**YOUR INSTRUCTIONS:** Write every record out again exactly as shown below.

**ENTRIES SHOWN:**
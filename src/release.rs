use serde::{Deserialize, Serialize};

/// An artifact uploaded to a release.
#[derive(Debug, Clone, PartialEq, Default, Deserialize, Serialize)]
pub struct ReleaseAsset {
    #[serde(default)]
    pub id: u64,

    pub name: String,

    #[serde(default)]
    pub size: u64,

    #[serde(default)]
    pub browser_download_url: String,
}

/// A published release as returned by the hosting service.
///
/// Within one run the tag name uniquely identifies a release; set differences
/// over releases compare tag names, never whole records. Fields the tool does
/// not read are dropped at deserialization.
#[derive(Debug, Clone, PartialEq, Default, Deserialize, Serialize)]
pub struct Release {
    /// Numeric identifier assigned by the hosting service; the delete call
    /// addresses releases by this id.
    #[serde(default)]
    pub id: u64,

    pub tag_name: String,

    pub name: Option<String>,

    #[serde(default)]
    pub draft: bool,

    #[serde(default)]
    pub prerelease: bool,

    #[serde(default)]
    pub published_at: Option<String>,

    /// Artifact list. A payload without the field deserializes to an empty
    /// list, which `without-artifacts` treats the same as zero artifacts
    /// (fails open toward keeping the release).
    #[serde(default)]
    pub assets: Vec<ReleaseAsset>,
}

impl Release {
    /// Create a release carrying only a tag name.
    pub fn new(tag_name: impl Into<String>) -> Self {
        Release {
            tag_name: tag_name.into(),
            ..Default::default()
        }
    }

    /// Human label for reports: the display name, or "no name".
    pub fn label(&self) -> &str {
        self.name
            .as_deref()
            .filter(|name| !name.is_empty())
            .unwrap_or("no name")
    }

    pub fn has_artifacts(&self) -> bool {
        !self.assets.is_empty()
    }
}

#[cfg(test)]
mod tests {
    use super::*;

    #[test]
    fn test_deserialize_full_payload() {
        let payload = r#"{
            "id": 42,
            "tag_name": "v1.2.3",
            "name": "Release 1.2.3",
            "draft": false,
            "prerelease": true,
            "published_at": "2024-01-15T10:00:00Z",
            "assets": [
                {
                    "id": 7,
                    "name": "bundle.tar.gz",
                    "size": 1024,
                    "browser_download_url": "https://example.com/bundle.tar.gz"
                }
            ],
            "html_url": "ignored"
        }"#;

        let release: Release = serde_json::from_str(payload).unwrap();
        assert_eq!(release.id, 42);
        assert_eq!(release.tag_name, "v1.2.3");
        assert_eq!(release.name.as_deref(), Some("Release 1.2.3"));
        assert!(release.prerelease);
        assert_eq!(release.assets.len(), 1);
        assert_eq!(release.assets[0].name, "bundle.tar.gz");
    }

    #[test]
    fn test_deserialize_without_assets_field() {
        let payload = r#"{"tag_name": "v0.1.0", "name": null}"#;

        let release: Release = serde_json::from_str(payload).unwrap();
        assert!(release.assets.is_empty());
        assert!(!release.has_artifacts());
    }

    #[test]
    fn test_label_falls_back_to_no_name() {
        assert_eq!(Release::new("v1.0.0").label(), "no name");

        let mut named = Release::new("v1.0.0");
        named.name = Some(String::new());
        assert_eq!(named.label(), "no name");

        named.name = Some("First stable".to_string());
        assert_eq!(named.label(), "First stable");
    }
}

**OUTPUT OF THE EXERCISE:**
filename src/release.rs
use serde::{Deserialize, Serialize};

/// An artifact uploaded to a release.
#[derive(Debug, Clone, PartialEq, Default, Deserialize, Serialize)]
pub struct ReleaseAsset {
    #[serde(default)]
    pub id: u64,

    pub name: String,

    #[serde(default)]
    pub size: u64,

    #[serde(default)]
    pub browser_download_url: String,
}

/// A published release as returned by the hosting service.
///
/// Within one run the tag name uniquely identifies a release; set differences
/// over releases compare tag names, never whole records. Fields the tool does
/// not read are dropped at deserialization.
#[derive(Debug, Clone, PartialEq, Default, Deserialize, Serialize)]
pub struct Release {
    /// Numeric identifier assigned by the hosting service; the delete call
    /// addresses releases by this id.
    #[serde(default)]
    pub id: u64,

    pub tag_name: String,

    pub name: Option<String>,

    #[serde(default)]
    pub draft: bool,

    #[serde(default)]
    pub prerelease: bool,

    #[serde(default)]
    pub published_at: Option<String>,

    /// Artifact list. A payload without the field deserializes to an empty
    /// list, which `without-artifacts` treats the same as zero artifacts
    /// (fails open toward keeping the release).
    #[serde(default)]
    pub assets: Vec<ReleaseAsset>,
}

impl Release {
    /// Create a release carrying only a tag name.
    pub fn new(tag_name: impl Into<String>) -> Self {
        Release {
            tag_name: tag_name.into(),
            ..Default::default()
        }
    }

    /// Human label for reports: the display name, or "no name".
    pub fn label(&self) -> &str {
        self.name
            .as_deref()
            .filter(|name| !name.is_empty())
            .unwrap_or("no name")
    }

    pub fn has_artifacts(&self) -> bool {
        !self.assets.is_empty()
    }
}

#[cfg(test)]
mod tests {
    use super::*;

    #[test]
    fn test_deserialize_full_payload() {
        let payload = r#"{
            "id": 42,
            "tag_name": "v1.2.3",
            "name": "Release 1.2.3",
            "draft": false,
            "prerelease": true,
            "published_at": "2024-01-15T10:00:00Z",
            "assets": [
                {
                    "id": 7,
                    "name": "bundle.tar.gz",
                    "size": 1024,
                    "browser_download_url": "https://example.com/bundle.tar.gz"
                }
            ],
            "html_url": "ignored"
        }"#;

        let release: Release = serde_json::from_str(payload).unwrap();
        assert_eq!(release.id, 42);
        assert_eq!(release.tag_name, "v1.2.3");
        assert_eq!(release.name.as_deref(), Some("Release 1.2.3"));
        assert!(release.prerelease);
        assert_eq!(release.assets.len(), 1);
        assert_eq!(release.assets[0].name, "bundle.tar.gz");
    }

    #[test]
    fn test_deserialize_without_assets_field() {
        let payload = r#"{"tag_name": "v0.1.0", "name": null}"#;

        let release: Release = serde_json::from_str(payload).unwrap();
        assert!(release.assets.is_empty());
        assert!(!release.has_artifacts());
    }

    #[test]
    fn test_label_falls_back_to_no_name() {
        assert_eq!(Release::new("v1.0.0").label(), "no name");

        let mut named = Release::new("v1.0.0");
        named.name = Some(String::new());
        assert_eq!(named.label(), "no name");

        named.name = Some("First stable".to_string());
        assert_eq!(named.label(), "First stable");
    }
}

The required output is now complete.